One effective, if obvious, parallel between music and plot is seen in Pretty Woman (1990). Richard Gere takes Julia Roberts to La Traviata, an opera about a Parisian courtesan who falls in love with one of her suitors — Roberts’s character has better luck than the opera’s heroine, who eventually expires messily from tuberculosis. Oliver Stone’s Wall Street (1987) features an aria from Rigoletto, in which the arrogant, rapacious Duke sings of his power over and disdain for women. The tone is somewhat similar in the movie.

 

I Wish I Could Say That Andy Dufresne Got His Revenge That Day

 

Music that is heard by the film’s characters and forms part of the plot is called diegetic. There are several good examples of this.

 

The Shawshank Redemption (1994) made clever use of a duet from Mozart’s Marriage of Figaro. In the opera, Susanna and the Countess are planning to foil the romantic tryst of the Countess’s unfaithful husband. When Andy Dufresne plays a recording of it over the loudspeakers of the prison, it is as an act of defiance against the corrupt warden, so it fits somehow. Morgan Freeman’s (non-diegetic) voice over the music totally misinterprets what it means, but in his case, ignorance is bliss.

 

There is a wonderful part of The Fifth Element (1997) in which an alien soprano begins the Mad Scene from Lucia di Lammermoor, which eventually morphs into a surreal techno-disco “diva dance.” The soprano is integral to the storyline in this case, even if the plot to Lucia is not.

 

Any discussion of opera in film has to include Coppola’s Apocalypse Now (1979) and its stunning use of Wagner’s Ride of the Valkyries with the music blaring from loudspeakers on the helicopters while they approach and destroy the targeted village.

 

Words + Music = Mood

 

In summary, a director will choose a piece of opera for a scene because it magnifies what the scene is trying to make us feel.
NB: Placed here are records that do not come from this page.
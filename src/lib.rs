//! YouTube Video Splitter Library
//!
//! Downloads YouTube videos with yt-dlp and cuts them into short clips with
//! ffmpeg, choosing split points at scene changes or pauses in speech.

pub mod adapters;
pub mod app;
pub mod cli;
pub mod config_initialization;
pub mod domain;
pub mod ports;
pub mod utils;
pub mod web;

// Re-export commonly used types
pub use adapters::toml_config::AppConfig;
pub use domain::errors::DomainError;
pub use domain::model::{ClipInfo, MediaInfo, ProcessReport, SplitReport};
What the lyrics themselves are trying to say is usually lost or irrelevant.

 

All the same, opera music is part of the experience of TV and cinema, often in ways that most people never realize. In the 1980s, British Airways adapted the “Flower” duet from Lakme (an opera few people have ever heard of) to make a series of very successful commercials. I recall a concert in which the duet was introduced as “the song from the British Airways commercial.”

 

I expect that most opera composers would have welcomed the exposure that a movie soundtrack can give their music. Legend has it that when Rigoletto was first being produced, Verdi swore his cast to secrecy so that the tunes would not leak out before the opera’s premiere. But after the show opened he would have taken all the publicity he could get — even on Netflix.